> _What is needed_
Return exactly the lines of the records below, starting at the line that contains "through the session." and ending at the line that contains "let (host_down, _)", with both of those lines kept.

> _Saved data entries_
■ ■ ■

//! Typed event channels published by the cluster: one channel per event
//! kind, with any number of subscribers.

use std::net::SocketAddr;
use tokio::sync::broadcast;

pub use basalt_cql::frame::response::event::SchemaChangeEvent;

const EVENT_CHANNEL_CAPACITY: usize = 128;

/// Publisher side of the cluster's typed event channels. The driver
/// publishes; external consumers subscribe through the session.
pub(crate) struct ClusterEvents {
    host_up: broadcast::Sender<SocketAddr>,
    host_down: broadcast::Sender<SocketAddr>,
    schema_changed: broadcast::Sender<SchemaChangeEvent>,
}

impl ClusterEvents {
    pub(crate) fn new() -> Self {
        let (host_up, _) = broadcast::channel(EVENT_CHANNEL_CAPACITY);
        let (host_down, _) = broadcast::channel(EVENT_CHANNEL_CAPACITY);
        let (schema_changed, _) = broadcast::channel(EVENT_CHANNEL_CAPACITY);
        Self {
            host_up,
            host_down,
            schema_changed,
        }
    }

    // Send errors only mean there are no subscribers right now.

    pub(crate) fn publish_host_up(&self, address: SocketAddr) {
        let _ = self.host_up.send(address);
    }

    pub(crate) fn publish_host_down(&self, address: SocketAddr) {
        let _ = self.host_down.send(address);
    }

    pub(crate) fn publish_schema_changed(&self, event: SchemaChangeEvent) {
        let _ = self.schema_changed.send(event);
    }

    pub(crate) fn subscribe_host_up(&self) -> broadcast::Receiver<SocketAddr> {
        self.host_up.subscribe()
    }

    pub(crate) fn subscribe_host_down(&self) -> broadcast::Receiver<SocketAddr> {
        self.host_down.subscribe()
    }

    pub(crate) fn subscribe_schema_changed(&self) -> broadcast::Receiver<SchemaChangeEvent> {
        self.schema_changed.subscribe()
    }
}

#[cfg(test)]
mod tests {
    use super::*;

    #[tokio::test]
    async fn multiple_subscribers_see_the_same_events() {
        let events = ClusterEvents::new();
        let mut first = events.subscribe_host_up();
        let mut second = events.subscribe_host_up();

        let addr: SocketAddr = "10.0.0.1:9042".parse().unwrap();
        events.publish_host_up(addr);

        assert_eq!(first.recv().await.unwrap(), addr);
        assert_eq!(second.recv().await.unwrap(), addr);
    }

    #[tokio::test]
    async fn publishing_without_subscribers_is_fine() {
        let events = ClusterEvents::new();
        events.publish_host_down("10.0.0.1:9042".parse().unwrap());
    }
}
//! The control connection: a single privileged connection used solely for
//! metadata queries and event subscription, never for user requests.

use std::collections::HashMap;
use std::net::SocketAddr;
use std::sync::Arc;

use tracing::warn;

use crate::cluster::metadata::{
    create_peer_from_row, strategy_from_string_map, Column, ColumnKind, Keyspace, Metadata, Peer,
    PeerRowColumns, Strategy, Table, UserDefinedType,
};
use crate::errors::QueryError;
use crate::network::connection::Connection;
use crate::policies::address_translator::AddressTranslator;
use crate::routing::partitioner::PartitionerName;
use basalt_cql::frame::response::result::{CqlValue, Row};

const LOCAL_QUERY: &str = "select host_id, rpc_address, data_center, rack, tokens, \
     release_version, partitioner, cluster_name from system.local";
const PEERS_QUERY: &str = "select host_id, rpc_address, data_center, rack, tokens, \
     release_version from system.peers";
const KEYSPACES_QUERY: &str = "select keyspace_name, replication from system_schema.keyspaces";
const TABLES_QUERY: &str = "select keyspace_name, table_name from system_schema.tables";
const COLUMNS_QUERY: &str = "select keyspace_name, table_name, column_name, kind, position, \
     type from system_schema.columns";
const TYPES_QUERY: &str =
    "select keyspace_name, type_name, field_names, field_types from system_schema.types";

pub(crate) struct ControlConnection {
    connection: Arc<Connection>,
}

impl ControlConnection {
    pub(crate) fn new(connection: Arc<Connection>) -> Self {
        Self { connection }
    }

    /// Reads a full metadata snapshot: peers with their tokens, and the
    /// keyspace schemas.
    pub(crate) async fn query_metadata(
        &self,
        connect_address: SocketAddr,
        keyspaces_to_fetch: &[String],
        fetch_schema: bool,
        address_translator: Option<&dyn AddressTranslator>,
    ) -> Result<Metadata, QueryError> {
        let (peers, partitioner, cluster_name) =
            self.query_peers(connect_address, address_translator).await?;
        let keyspaces = self.query_keyspaces(keyspaces_to_fetch, fetch_schema).await?;

        Ok(Metadata {
            peers,
            keyspaces,
            partitioner,
            cluster_name,
        })
    }

    async fn query_peers(
        &self,
        connect_address: SocketAddr,
        address_translator: Option<&dyn AddressTranslator>,
    ) -> Result<(Vec<Peer>, PartitionerName, Option<String>), QueryError> {
        let local_result = self.connection.query_unpaged(LOCAL_QUERY).await;
        let local_rows = local_result
            .map_err(|err| err.into_query_error())?
            .into_rows()
            .ok_or(QueryError::ProtocolError("system.local query returned no rows"))?;

        let mut partitioner = PartitionerName::default();
        let mut cluster_name = None;
        let mut peers = Vec::new();

        for row in local_rows {
            let row_columns = parse_peer_row(&row, 0)?;
            if let Some(partitioner_text) = row_text(&row, 6) {
                match PartitionerName::from_class_name(&partitioner_text) {
                    Some(recognized) => partitioner = recognized,
                    None => warn!(
                        "Unrecognized partitioner {}; token-aware routing will assume Murmur3",
                        partitioner_text
                    ),
                }
            }
            cluster_name = row_text(&row, 7);

            if let Some(peer) =
                create_peer_from_row(true, connect_address, row_columns, address_translator).await
            {
                peers.push(peer);
            }
        }

        let peers_result = self.connection.query_unpaged(PEERS_QUERY).await;
        let peers_rows = peers_result
            .map_err(|err| err.into_query_error())?
            .into_rows()
            .ok_or(QueryError::ProtocolError("system.peers query returned no rows"))?;

        for row in peers_rows {
            let row_columns = parse_peer_row(&row, 0)?;
            if let Some(peer) =
                create_peer_from_row(false, connect_address, row_columns, address_translator).await
            {
                peers.push(peer);
            }
        }

        Ok((peers, partitioner, cluster_name))
    }

    async fn query_keyspaces(
        &self,
        keyspaces_to_fetch: &[String],
        fetch_schema: bool,
    ) -> Result<HashMap<String, Keyspace>, QueryError> {
        let rows = self
            .connection
            .query_unpaged(KEYSPACES_QUERY)
            .await
            .map_err(|err| err.into_query_error())?
            .into_rows()
            .ok_or(QueryError::ProtocolError(
                "system_schema.keyspaces query returned no rows",
            ))?;

        let (mut all_tables, mut all_user_defined_types) = if fetch_schema {
            (self.query_tables().await?, self.query_types().await?)
        } else {
            (HashMap::new(), HashMap::new())
        };

        let mut keyspaces = HashMap::new();
        for row in rows {
            let keyspace_name = row_text(&row, 0).ok_or(QueryError::ProtocolError(
                "system_schema.keyspaces has invalid column type",
            ))?;
            if !keyspaces_to_fetch.is_empty() && !keyspaces_to_fetch.contains(&keyspace_name) {
                continue;
            }

            let strategy_map = match row.columns.get(1).and_then(Option::as_ref) {
                Some(value) => value
                    .clone()
                    .into_string_map()
                    .map(|pairs| pairs.into_iter().collect::<HashMap<_, _>>())
                    .ok_or(QueryError::ProtocolError(
                        "system_schema.keyspaces has invalid column type",
                    ))?,
                None => HashMap::new(),
            };

            let strategy = if strategy_map.is_empty() {
                Strategy::LocalStrategy
            } else {
                strategy_from_string_map(strategy_map)?
            };

            let tables = all_tables.remove(&keyspace_name).unwrap_or_default();
            let user_defined_types = all_user_defined_types
                .remove(&keyspace_name)
                .unwrap_or_default();

            keyspaces.insert(
                keyspace_name,
                Keyspace {
                    strategy,
                    tables,
                    user_defined_types,
                },
            );
        }

        Ok(keyspaces)
    }

    async fn query_tables(&self) -> Result<HashMap<String, HashMap<String, Table>>, QueryError> {
        let rows = self
            .connection
            .query_unpaged(TABLES_QUERY)
            .await
            .map_err(|err| err.into_query_error())?
            .into_rows()
            .ok_or(QueryError::ProtocolError(
                "system_schema.tables query returned no rows",
            ))?;

        let mut tables: HashMap<String, HashMap<String, Table>> = HashMap::new();
        for row in rows {
            let keyspace_name = row_text(&row, 0).ok_or(QueryError::ProtocolError(
                "system_schema.tables has invalid column type",
            ))?;
            let table_name = row_text(&row, 1).ok_or(QueryError::ProtocolError(
                "system_schema.tables has invalid column type",
            ))?;
            tables
                .entry(keyspace_name)
                .or_default()
                .insert(table_name, Table::default());
        }

        self.fill_table_columns(&mut tables).await?;
        Ok(tables)
    }

    async fn fill_table_columns(
        &self,
        tables: &mut HashMap<String, HashMap<String, Table>>,
    ) -> Result<(), QueryError> {
        let rows = self
            .connection
            .query_unpaged(COLUMNS_QUERY)
            .await
            .map_err(|err| err.into_query_error())?
            .into_rows()
            .ok_or(QueryError::ProtocolError(
                "system_schema.columns query returned no rows",
            ))?;

        // Key columns arrive with their position within the key; collect
        // (position, name) pairs first, order later.
        let mut partition_keys: HashMap<(String, String), Vec<(i32, String)>> = HashMap::new();
        let mut clustering_keys: HashMap<(String, String), Vec<(i32, String)>> = HashMap::new();

        for row in rows {
            let keyspace_name = row_text(&row, 0).ok_or(QueryError::ProtocolError(
                "system_schema.columns has invalid column type",
            ))?;
            let table_name = row_text(&row, 1).ok_or(QueryError::ProtocolError(
                "system_schema.columns has invalid column type",
            ))?;
            let column_name = row_text(&row, 2).ok_or(QueryError::ProtocolError(
                "system_schema.columns has invalid column type",
            ))?;
            let kind_text = row_text(&row, 3).ok_or(QueryError::ProtocolError(
                "system_schema.columns has invalid column type",
            ))?;
            let position = row
                .columns
                .get(4)
                .and_then(Option::as_ref)
                .and_then(CqlValue::as_int)
                .unwrap_or(-1);
            let type_text = row_text(&row, 5).unwrap_or_default();

            let kind: ColumnKind = match kind_text.parse() {
                Ok(kind) => kind,
                Err(()) => {
                    warn!(
                        "Unknown column kind {} for {}.{}.{}; assuming regular",
                        kind_text, keyspace_name, table_name, column_name
                    );
                    ColumnKind::Regular
                }
            };

            let table = match tables
                .get_mut(&keyspace_name)
                .and_then(|keyspace_tables| keyspace_tables.get_mut(&table_name))
            {
                Some(table) => table,
                None => continue,
            };

            match kind {
                ColumnKind::PartitionKey => partition_keys
                    .entry((keyspace_name.clone(), table_name.clone()))
                    .or_default()
                    .push((position, column_name.clone())),
                ColumnKind::Clustering => clustering_keys
                    .entry((keyspace_name.clone(), table_name.clone()))
                    .or_default()
                    .push((position, column_name.clone())),
                _ => {}
            }

            table.columns.insert(column_name, Column { type_text, kind });
        }

        for ((keyspace_name, table_name), mut keys) in partition_keys {
            keys.sort_by_key(|(position, _)| *position);
            if let Some(table) = tables
                .get_mut(&keyspace_name)
                .and_then(|keyspace_tables| keyspace_tables.get_mut(&table_name))
            {
                table.partition_key = keys.into_iter().map(|(_, name)| name).collect();
            }
        }
        for ((keyspace_name, table_name), mut keys) in clustering_keys {
            keys.sort_by_key(|(position, _)| *position);
            if let Some(table) = tables
                .get_mut(&keyspace_name)
                .and_then(|keyspace_tables| keyspace_tables.get_mut(&table_name))
            {
                table.clustering_key = keys.into_iter().map(|(_, name)| name).collect();
            }
        }

        Ok(())
    }

    async fn query_types(
        &self,
    ) -> Result<HashMap<String, HashMap<String, UserDefinedType>>, QueryError> {
        let rows = self
            .connection
            .query_unpaged(TYPES_QUERY)
            .await
            .map_err(|err| err.into_query_error())?
            .into_rows()
            .ok_or(QueryError::ProtocolError(
                "system_schema.types query returned no rows",
            ))?;

        let mut types: HashMap<String, HashMap<String, UserDefinedType>> = HashMap::new();
        for row in rows {
            let keyspace_name = row_text(&row, 0).ok_or(QueryError::ProtocolError(
                "system_schema.types has invalid column type",
            ))?;
            let type_name = row_text(&row, 1).ok_or(QueryError::ProtocolError(
                "system_schema.types has invalid column type",
            ))?;
            let field_names = row
                .columns
                .get(2)
                .and_then(Option::as_ref)
                .cloned()
                .and_then(CqlValue::into_string_vec)
                .unwrap_or_default();
            let field_types = row
                .columns
                .get(3)
                .and_then(Option::as_ref)
                .cloned()
                .and_then(CqlValue::into_string_vec)
                .unwrap_or_default();

            types.entry(keyspace_name).or_default().insert(
                type_name.clone(),
                UserDefinedType {
                    name: type_name,
                    field_names,
                    field_types,
                },
            );
        }

        Ok(types)
    }
}

fn row_text(row: &Row, index: usize) -> Option<String> {
    row.columns
        .get(index)
        .and_then(Option::as_ref)
        .and_then(CqlValue::as_text)
        .cloned()
}

/// Parses the shared prefix of `system.local`/`system.peers` rows:
/// host_id, rpc_address, data_center, rack, tokens, release_version.
fn parse_peer_row(row: &Row, offset: usize) -> Result<PeerRowColumns, QueryError> {
    let host_id = row
        .columns
        .get(offset)
        .and_then(Option::as_ref)
        .and_then(CqlValue::as_uuid);
    let ip = row
        .columns
        .get(offset + 1)
        .and_then(Option::as_ref)
        .and_then(CqlValue::as_inet)
        .ok_or(QueryError::ProtocolError(
            "system.peers or system.local has invalid column type",
        ))?;
    let datacenter = row_text(row, offset + 2);
    let rack = row_text(row, offset + 3);
    let tokens = row
        .columns
        .get(offset + 4)
        .and_then(Option::as_ref)
        .cloned()
        .and_then(CqlValue::into_string_vec)
        .unwrap_or_default();
    let release_version = row_text(row, offset + 5);

    Ok(PeerRowColumns {
        host_id,
        ip,
        datacenter,
        rack,
        tokens,
        release_version,
    })
}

■ ■ ■

> _Reply to the exercise_
/// publishes; external consumers subscribe through the session.
pub(crate) struct ClusterEvents {
    host_up: broadcast::Sender<SocketAddr>,
    host_down: broadcast::Sender<SocketAddr>,
    schema_changed: broadcast::Sender<SchemaChangeEvent>,
}

impl ClusterEvents {
    pub(crate) fn new() -> Self {
        let (host_up, _) = broadcast::channel(EVENT_CHANNEL_CAPACITY);
        let (host_down, _) = broadcast::channel(EVENT_CHANNEL_CAPACITY);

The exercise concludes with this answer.